*** Opening DATASET CONTENT ***
//! Server pushes that are not tied to any request.

use serde::{Deserialize, Serialize};

use crate::{
    Frame, ProtocolError, Result,
    entity::{LogEntry, Model, ModelStatus, RouterStatus},
    events,
    methods::ScanSummary,
};

/// Every broadcast the gateway emits, keyed by event name.
#[derive(Debug, Clone, PartialEq, Serialize, Deserialize)]
#[serde(tag = "event", content = "data", rename_all_fields = "camelCase")]
pub enum Broadcast {
    /// Hello sent to a freshly accepted socket; carries its connection id.
    #[serde(rename = "connection:open")]
    ConnectionOpen { client_id: String },
    #[serde(rename = "connection:established")]
    ConnectionEstablished { client_id: String, timestamp: u64 },
    #[serde(rename = "models:created")]
    ModelCreated { model: Model },
    #[serde(rename = "models:updated")]
    ModelUpdated { model: Model },
    #[serde(rename = "models:deleted")]
    ModelDeleted { model_id: String },
    #[serde(rename = "models:status")]
    ModelStatusChanged {
        model_name: String,
        status: ModelStatus,
        #[serde(default, skip_serializing_if = "Option::is_none")]
        error: Option<String>,
    },
    /// The router exited; every model it held is now unloaded.
    #[serde(rename = "models:router-stopped")]
    RouterStopped {},
    #[serde(rename = "models:scanned")]
    ModelsScanned(ScanSummary),
    #[serde(rename = "logs:entry")]
    LogAppended { entry: LogEntry },
    #[serde(rename = "llama:status")]
    RouterStatusChanged(RouterStatus),
}

const KNOWN: &[&str] = &[
    events::CONNECTION_OPEN,
    events::CONNECTION_ESTABLISHED,
    events::MODELS_CREATED,
    events::MODELS_UPDATED,
    events::MODELS_DELETED,
    events::MODELS_STATUS,
    events::MODELS_ROUTER_STOPPED,
    events::MODELS_SCANNED,
    events::LOGS_ENTRY,
    events::LLAMA_STATUS,
];

impl Broadcast {
    /// Decode a pushed event. `None` when the event is not a broadcast.
    pub fn parse(event: &str, data: &serde_json::Value) -> Option<Result<Self>> {
        if !KNOWN.contains(&event) {
            return None;
        }
        let data = if data.is_null() {
            serde_json::Value::Object(serde_json::Map::new())
        } else {
            data.clone()
        };
        let tagged = serde_json::json!({ "event": event, "data": data });
        Some(serde_json::from_value(tagged).map_err(ProtocolError::from))
    }

    pub fn from_frame(frame: &Frame) -> Option<Result<Self>> {
        Self::parse(&frame.event, &frame.data)
    }

    pub fn event_name(&self) -> &'static str {
        match self {
            Self::ConnectionOpen { .. } => events::CONNECTION_OPEN,
            Self::ConnectionEstablished { .. } => events::CONNECTION_ESTABLISHED,
            Self::ModelCreated { .. } => events::MODELS_CREATED,
            Self::ModelUpdated { .. } => events::MODELS_UPDATED,
            Self::ModelDeleted { .. } => events::MODELS_DELETED,
            Self::ModelStatusChanged { .. } => events::MODELS_STATUS,
            Self::RouterStopped {} => events::MODELS_ROUTER_STOPPED,
            Self::ModelsScanned(_) => events::MODELS_SCANNED,
            Self::LogAppended { .. } => events::LOGS_ENTRY,
            Self::RouterStatusChanged(_) => events::LLAMA_STATUS,
        }
    }

    pub fn into_frame(self) -> Result<Frame> {
        let event = self.event_name();
        let mut value = serde_json::to_value(self)?;
        let data = value
            .get_mut("data")
            .map(serde_json::Value::take)
            .unwrap_or_default();
        Ok(Frame::new(event, data))
    }
}

#[cfg(test)]
#[allow(clippy::unwrap_used)]
mod tests {
    use {
        super::*,
        crate::entity::{LogLevel, RouterState},
        serde_json::json,
    };

    #[test]
    fn parses_status_by_name() {
        let parsed = Broadcast::parse(
            "models:status",
            &json!({"modelName": "llama", "status": "loaded"}),
        )
        .unwrap()
        .unwrap();
        assert_eq!(parsed, Broadcast::ModelStatusChanged {
            model_name: "llama".into(),
            status: ModelStatus::Loaded,
            error: None,
        });
    }

    #[test]
    fn router_stopped_accepts_null_data() {
        let parsed = Broadcast::parse("models:router-stopped", &serde_json::Value::Null)
            .unwrap()
            .unwrap();
        assert_eq!(parsed, Broadcast::RouterStopped {});
    }

    #[test]
    fn unknown_event_is_none() {
        assert!(Broadcast::parse("metrics:update", &json!({})).is_none());
        assert!(Broadcast::parse("models:list:result", &json!({})).is_none());
    }

    #[test]
    fn malformed_known_event_is_error() {
        let parsed = Broadcast::parse("models:deleted", &json!({"id": 3})).unwrap();
        assert!(parsed.is_err());
    }

    #[test]
    fn llama_status_is_the_status_object() {
        let parsed = Broadcast::parse("llama:status", &json!({"status": "running", "port": 8080}))
            .unwrap()
            .unwrap();
        let Broadcast::RouterStatusChanged(status) = parsed else {
            panic!("expected router status");
        };
        assert_eq!(status.status, RouterState::Running);
        assert_eq!(status.port, Some(8080));
    }

    #[test]
    fn into_frame_splits_event_and_data() {
        let frame = Broadcast::LogAppended {
            entry: LogEntry {
                id: 4,
                level: LogLevel::Warn,
                message: "slow".into(),
                timestamp: 10,
            },
        }
        .into_frame()
        .unwrap();
        assert_eq!(frame.event, "logs:entry");
        assert_eq!(frame.data, json!({"entry": {
            "id": 4, "level": "warn", "message": "slow", "timestamp": 10
        }}));

        let frame = Broadcast::RouterStopped {}.into_frame().unwrap();
        assert_eq!(frame.data, json!({}));
    }

    #[test]
    fn frame_round_trips_through_parse() {
        let original = Broadcast::ModelDeleted {
            model_id: "m1".into(),
        };
        let frame = original.clone().into_frame().unwrap();
        assert_eq!(frame.data, json!({"modelId": "m1"}));
        assert_eq!(Broadcast::from_frame(&frame).unwrap().unwrap(), original);
    }
}
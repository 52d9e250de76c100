//! One concrete params/output pair per request event.
//!
//! The wire format stays a named event with a JSON payload; these types are
//! the validated view of that payload on both ends.

use serde::{Deserialize, Deserializer, Serialize, de::DeserializeOwned};

use crate::{
    entity::{LogEntry, Model, ModelPatch, ModelStatus, Preset, PresetSections, RouterStatus},
    events,
};

/// A request event together with its parameter and result payload types.
pub trait Method {
    const EVENT: &'static str;
    type Params: Serialize + DeserializeOwned + Send + Sync + 'static;
    type Output: Serialize + DeserializeOwned + Send + Sync + 'static;
}

/// Treat `null` the same as an omitted field.
pub fn null_as_default<'de, D, T>(deserializer: D) -> Result<T, D::Error>
where
    D: Deserializer<'de>,
    T: Default + Deserialize<'de>,
{
    Ok(Option::<T>::deserialize(deserializer)?.unwrap_or_default())
}

/// Parameters of requests that take none.
#[derive(Debug, Clone, Copy, Default, PartialEq, Eq, Serialize, Deserialize)]
pub struct NoParams {}

macro_rules! method {
    ($(#[$meta:meta])* $name:ident, $event:expr, $params:ty => $output:ty) => {
        $(#[$meta])*
        #[derive(Debug, Clone, Copy)]
        pub struct $name;

        impl Method for $name {
            const EVENT: &'static str = $event;
            type Params = $params;
            type Output = $output;
        }
    };
}

// ── Models ───────────────────────────────────────────────────────────────────

#[derive(Debug, Clone, Default, PartialEq, Serialize, Deserialize)]
pub struct ModelList {
    #[serde(default, deserialize_with = "null_as_default")]
    pub models: Vec<Model>,
}

#[derive(Debug, Clone, PartialEq, Serialize, Deserialize)]
#[serde(rename_all = "camelCase")]
pub struct ModelRef {
    pub model_id: String,
}

#[derive(Debug, Clone, PartialEq, Serialize, Deserialize)]
pub struct ModelEnvelope {
    pub model: Model,
}

/// Fields of a model the caller chooses; the producer assigns the id.
#[derive(Debug, Clone, Default, PartialEq, Serialize, Deserialize)]
#[serde(default, rename_all = "camelCase")]
pub struct NewModel {
    pub name: String,
    #[serde(skip_serializing_if = "Option::is_none")]
    pub path: Option<String>,
    #[serde(skip_serializing_if = "Option::is_none")]
    pub size: Option<u64>,
    #[serde(skip_serializing_if = "Option::is_none")]
    pub quantization: Option<String>,
    #[serde(skip_serializing_if = "Option::is_none")]
    pub ctx_size: Option<u32>,
}

#[derive(Debug, Clone, PartialEq, Serialize, Deserialize)]
pub struct CreateModel {
    pub model: NewModel,
}

#[derive(Debug, Clone, PartialEq, Serialize, Deserialize)]
#[serde(rename_all = "camelCase")]
pub struct UpdateModel {
    pub model_id: String,
    #[serde(default)]
    pub updates: ModelPatch,
}

#[derive(Debug, Clone, PartialEq, Serialize, Deserialize)]
#[serde(rename_all = "camelCase")]
pub struct ModelDeleted {
    pub deleted_id: String,
}

#[derive(Debug, Clone, PartialEq, Serialize, Deserialize)]
#[serde(rename_all = "camelCase")]
pub struct ModelName {
    pub model_name: String,
}

#[derive(Debug, Clone, PartialEq, Serialize, Deserialize)]
#[serde(rename_all = "camelCase")]
pub struct ModelLoadState {
    pub model_name: String,
    pub status: ModelStatus,
}

#[derive(Debug, Clone, Copy, Default, PartialEq, Eq, Serialize, Deserialize)]
pub struct ScanSummary {
    pub scanned: u64,
    pub updated: u64,
    pub total: u64,
}

method!(ModelsList, events::MODELS_LIST, NoParams => ModelList);
method!(ModelsGet, events::MODELS_GET, ModelRef => ModelEnvelope);
method!(ModelsCreate, events::MODELS_CREATE, CreateModel => ModelEnvelope);
method!(ModelsUpdate, events::MODELS_UPDATE, UpdateModel => ModelEnvelope);
method!(ModelsDelete, events::MODELS_DELETE, ModelRef => ModelDeleted);
method!(
    /// Ask the router to load a model. Completion arrives as `models:status`.
    ModelsLoad, events::MODELS_LOAD, ModelName => ModelLoadState
);
method!(ModelsUnload, events::MODELS_UNLOAD, ModelName => ModelLoadState);
method!(ModelsScan, events::MODELS_SCAN, NoParams => ScanSummary);

// ── Logs ─────────────────────────────────────────────────────────────────────

#[derive(Debug, Clone, Copy, Default, PartialEq, Eq, Serialize, Deserialize)]
#[serde(default)]
pub struct LogQuery {
    #[serde(skip_serializing_if = "Option::is_none")]
    pub limit: Option<usize>,
}

#[derive(Debug, Clone, Default, PartialEq, Serialize, Deserialize)]
pub struct LogList {
    #[serde(default, deserialize_with = "null_as_default")]
    pub logs: Vec<LogEntry>,
}

#[derive(Debug, Clone, Copy, Default, PartialEq, Eq, Serialize, Deserialize)]
pub struct LogsCleared {
    pub cleared: usize,
}

method!(LogsGet, events::LOGS_GET, LogQuery => LogList);
method!(LogsClear, events::LOGS_CLEAR, NoParams => LogsCleared);

// ── Presets ──────────────────────────────────────────────────────────────────

#[derive(Debug, Clone, Default, PartialEq, Serialize, Deserialize)]
pub struct PresetList {
    #[serde(default, deserialize_with = "null_as_default")]
    pub presets: Vec<Preset>,
}

#[derive(Debug, Clone, PartialEq, Serialize, Deserialize)]
pub struct PresetRef {
    pub filename: String,
}

#[derive(Debug, Clone, PartialEq, Serialize, Deserialize)]
pub struct PresetEnvelope {
    pub preset: Preset,
}

#[derive(Debug, Clone, PartialEq, Serialize, Deserialize)]
pub struct SavePreset {
    pub filename: String,
    #[serde(default)]
    pub config: PresetSections,
}

#[derive(Debug, Clone, PartialEq, Serialize, Deserialize)]
pub struct CreatePreset {
    pub filename: String,
    #[serde(default, skip_serializing_if = "Option::is_none")]
    pub description: Option<String>,
}

#[derive(Debug, Clone, PartialEq, Serialize, Deserialize)]
pub struct PresetDeleted {
    pub filename: String,
    pub deleted: bool,
}

method!(PresetsList, events::PRESETS_LIST, NoParams => PresetList);
method!(PresetsRead, events::PRESETS_READ, PresetRef => PresetEnvelope);
method!(PresetsSave, events::PRESETS_SAVE, SavePreset => Preset);
method!(PresetsCreate, events::PRESETS_CREATE, CreatePreset => Preset);
method!(PresetsDelete, events::PRESETS_DELETE, PresetRef => PresetDeleted);

// ── Router ───────────────────────────────────────────────────────────────────

#[derive(Debug, Clone, Default, PartialEq, Serialize, Deserialize)]
pub struct StatusEnvelope {
    #[serde(default, deserialize_with = "null_as_default")]
    pub status: RouterStatus,
}

/// Router settings persisted by `llama:config`.
#[derive(Debug, Clone, Default, PartialEq, Serialize, Deserialize)]
#[serde(default, rename_all = "camelCase")]
pub struct RouterSettings {
    #[serde(skip_serializing_if = "Option::is_none")]
    pub max_models_loaded: Option<u32>,
    #[serde(skip_serializing_if = "Option::is_none")]
    pub ctx_size: Option<u32>,
    #[serde(skip_serializing_if = "Option::is_none")]
    pub threads: Option<u32>,
    pub auto_load_models: bool,
}

#[derive(Debug, Clone, Default, PartialEq, Serialize, Deserialize)]
pub struct RouterConfig {
    #[serde(default)]
    pub settings: RouterSettings,
}

method!(LlamaStatus, events::LLAMA_STATUS, NoParams => StatusEnvelope);
method!(
    /// Start the router. The request resolves once the process is accepted;
    /// the `llama:status` broadcast carries the running state.
    LlamaStart, events::LLAMA_START, NoParams => RouterStatus
);
method!(LlamaStop, events::LLAMA_STOP, NoParams => RouterStatus);
method!(LlamaRestart, events::LLAMA_RESTART, NoParams => RouterStatus);
method!(LlamaConfig, events::LLAMA_CONFIG, RouterConfig => RouterConfig);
*** Closing DATASET CONTENT ***
## WHAT IS NEEDED
Return the lines above that include the string "CreatePreset".

## WRITTEN SOLUTION
pub struct CreatePreset {
method!(PresetsCreate, events::PRESETS_CREATE, CreatePreset => Preset);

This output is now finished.